## THE INPUT
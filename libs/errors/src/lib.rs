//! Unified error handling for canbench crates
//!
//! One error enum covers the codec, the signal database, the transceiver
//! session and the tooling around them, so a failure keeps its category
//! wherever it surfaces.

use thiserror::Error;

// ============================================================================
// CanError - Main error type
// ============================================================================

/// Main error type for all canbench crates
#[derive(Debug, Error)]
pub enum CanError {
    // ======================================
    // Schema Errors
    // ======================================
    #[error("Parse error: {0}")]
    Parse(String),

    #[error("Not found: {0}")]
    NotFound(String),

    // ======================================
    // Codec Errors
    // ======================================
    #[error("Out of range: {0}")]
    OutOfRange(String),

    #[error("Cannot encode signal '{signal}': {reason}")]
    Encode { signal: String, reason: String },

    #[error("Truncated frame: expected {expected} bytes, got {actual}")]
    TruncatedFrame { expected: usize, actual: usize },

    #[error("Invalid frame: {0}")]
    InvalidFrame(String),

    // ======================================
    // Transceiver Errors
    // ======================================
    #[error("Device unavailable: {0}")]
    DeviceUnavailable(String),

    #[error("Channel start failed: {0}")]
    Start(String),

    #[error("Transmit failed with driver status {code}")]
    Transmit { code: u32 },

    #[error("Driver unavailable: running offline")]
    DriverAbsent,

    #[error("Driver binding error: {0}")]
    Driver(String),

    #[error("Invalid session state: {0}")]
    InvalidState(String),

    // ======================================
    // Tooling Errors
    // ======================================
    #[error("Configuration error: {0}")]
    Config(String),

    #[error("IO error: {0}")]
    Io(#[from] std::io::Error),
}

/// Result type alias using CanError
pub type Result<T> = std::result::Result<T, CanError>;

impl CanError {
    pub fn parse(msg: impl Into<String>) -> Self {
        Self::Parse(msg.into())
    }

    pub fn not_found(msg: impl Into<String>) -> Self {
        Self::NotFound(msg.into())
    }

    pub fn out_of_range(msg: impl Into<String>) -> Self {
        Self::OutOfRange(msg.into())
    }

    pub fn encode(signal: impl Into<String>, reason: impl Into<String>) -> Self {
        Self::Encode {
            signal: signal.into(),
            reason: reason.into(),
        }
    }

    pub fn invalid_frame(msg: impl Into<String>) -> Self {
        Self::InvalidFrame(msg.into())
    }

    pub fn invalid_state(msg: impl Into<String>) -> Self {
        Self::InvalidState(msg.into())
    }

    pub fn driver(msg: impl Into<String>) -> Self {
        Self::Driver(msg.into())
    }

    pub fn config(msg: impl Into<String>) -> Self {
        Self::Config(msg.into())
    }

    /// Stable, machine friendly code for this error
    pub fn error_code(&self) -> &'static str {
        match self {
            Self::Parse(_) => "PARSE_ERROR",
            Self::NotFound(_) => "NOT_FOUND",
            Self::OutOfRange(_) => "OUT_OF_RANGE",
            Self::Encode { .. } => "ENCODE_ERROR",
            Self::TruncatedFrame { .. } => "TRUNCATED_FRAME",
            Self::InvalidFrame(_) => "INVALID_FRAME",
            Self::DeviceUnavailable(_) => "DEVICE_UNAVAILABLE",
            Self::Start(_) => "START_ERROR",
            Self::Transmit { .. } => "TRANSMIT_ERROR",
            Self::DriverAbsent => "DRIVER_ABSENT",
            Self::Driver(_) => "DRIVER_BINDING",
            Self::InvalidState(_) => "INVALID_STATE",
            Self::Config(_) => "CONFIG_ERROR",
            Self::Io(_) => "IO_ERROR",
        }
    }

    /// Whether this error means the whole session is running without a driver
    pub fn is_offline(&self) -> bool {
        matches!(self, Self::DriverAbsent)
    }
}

## WORK INSTRUCTION
Scan the material above for the string "Main", and copy every line where it is found.

## SOLUTION
// CanError - Main error type
/// Main error type for all canbench crates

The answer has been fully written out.